> [Task description]
Return only what lies between the first line of the entries and the line containing "it succeeded replay", both lines included.

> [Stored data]

Content starts

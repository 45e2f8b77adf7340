//! Single-flight, per-URL memoizing capabilities fetcher.
//!
//! Each distinct URL maps to one shared fetch future. Callers arriving while a
//! fetch is pending attach to it; callers arriving after it succeeded replay
//! the stored document. A fetch that fails removes its own entry before it
//! resolves, so the next request for that URL loads again.

use crate::capabilities;
use crate::loader::DocumentLoader;
use async_trait::async_trait;
use dashmap::DashMap;
use dashmap::mapref::entry::Entry;
use futures::FutureExt;
use futures::future::{BoxFuture, Shared};
use std::sync::Arc;
use tilescope_api::models::CapabilitiesDocument;
use tilescope_api::{CapabilitiesError, CapabilitiesResult, CapabilitiesService};

type SharedFetch = Shared<BoxFuture<'static, CapabilitiesResult<Arc<CapabilitiesDocument>>>>;

pub struct CapabilitiesGateway<L> {
    loader: Arc<L>,
    memo: Arc<DashMap<String, SharedFetch>>,
}

impl<L> CapabilitiesGateway<L>
where
    L: DocumentLoader + 'static,
{
    pub fn new(loader: L) -> Self {
        Self {
            loader: Arc::new(loader),
            memo: Arc::new(DashMap::new()),
        }
    }

    pub async fn fetch_capabilities(&self, url: &str) -> CapabilitiesResult<Arc<CapabilitiesDocument>> {
        // The entry API holds the shard lock across check-then-insert, so two
        // racing callers cannot both start a load.
        let fetch = match self.memo.entry(url.to_string()) {
            Entry::Occupied(entry) => {
                tracing::debug!("Reusing capabilities fetch for {}", url);
                entry.get().clone()
            }
            Entry::Vacant(entry) => entry.insert(self.start_fetch(url)).clone(),
        };
        fetch.await
    }

    /// Number of URLs with a pending or completed fetch.
    pub fn len(&self) -> usize {
        self.memo.len()
    }

    pub fn is_empty(&self) -> bool {
        self.memo.is_empty()
    }

    pub fn contains(&self, url: &str) -> bool {
        self.memo.contains_key(url)
    }

    fn start_fetch(&self, url: &str) -> SharedFetch {
        let loader = Arc::clone(&self.loader);
        let memo = Arc::clone(&self.memo);
        let url = url.to_string();

        async move {
            let result = fetch_document(loader.as_ref(), &url).await;
            if let Err(e) = &result {
                tracing::warn!("Capabilities fetch failed: {}", e);
                // Only this future can occupy the entry while it is pending.
                memo.remove(&url);
            }
            result
        }
        .boxed()
        .shared()
    }
}

async fn fetch_document<L: DocumentLoader + ?Sized>(
    loader: &L,
    url: &str,
) -> CapabilitiesResult<Arc<CapabilitiesDocument>> {
    tracing::info!("Fetching capabilities from {}", url);
    let text = loader
        .load(url)
        .await
        .map_err(|e| CapabilitiesError::network(url, e))?;
    let document = capabilities::parse_capabilities(url, &text)?;
    tracing::info!(
        "Loaded capabilities from {}: {} layers, {} tile matrix sets",
        url,
        document.layers().len(),
        document.tile_matrix_sets().len()
    );
    Ok(Arc::new(document))
}

#[async_trait]
impl<L> CapabilitiesService for CapabilitiesGateway<L>
where
    L: DocumentLoader + 'static,
{
    async fn fetch_capabilities(&self, url: &str) -> CapabilitiesResult<Arc<CapabilitiesDocument>> {
        CapabilitiesGateway::fetch_capabilities(self, url).await
    }
}
use super::{DocumentLoader, LoadError};
use crate::config::LoaderConfig;
use async_trait::async_trait;

/// GET loader backed by a shared `reqwest` client.
pub struct HttpLoader {
    client: reqwest::Client,
}

impl HttpLoader {
    pub fn new(config: &LoaderConfig) -> Result<Self, LoadError> {
        let client = reqwest::Client::builder()
            .timeout(config.timeout)
            .user_agent(config.user_agent.clone())
            .build()
            .map_err(LoadError::Client)?;
        Ok(Self { client })
    }
}

#[async_trait]
impl DocumentLoader for HttpLoader {
    async fn load(&self, url: &str) -> Result<String, LoadError> {
        tracing::debug!("GET {}", url);

        let request_error = |source: reqwest::Error| LoadError::Request {
            url: url.to_string(),
            source,
        };

        let response = self.client.get(url).send().await.map_err(request_error)?;
        let status = response.status();
        if !status.is_success() {
            return Err(LoadError::Status {
                url: url.to_string(),
                status: status.as_u16(),
            });
        }

        response.text().await.map_err(request_error)
    }
}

Content ends

> [Response area]
repository 45e2f8b77adf7340
//! Single-flight, per-URL memoizing capabilities fetcher.
//!
//! Each distinct URL maps to one shared fetch future. Callers arriving while a
//! fetch is pending attach to it; callers arriving after it succeeded replay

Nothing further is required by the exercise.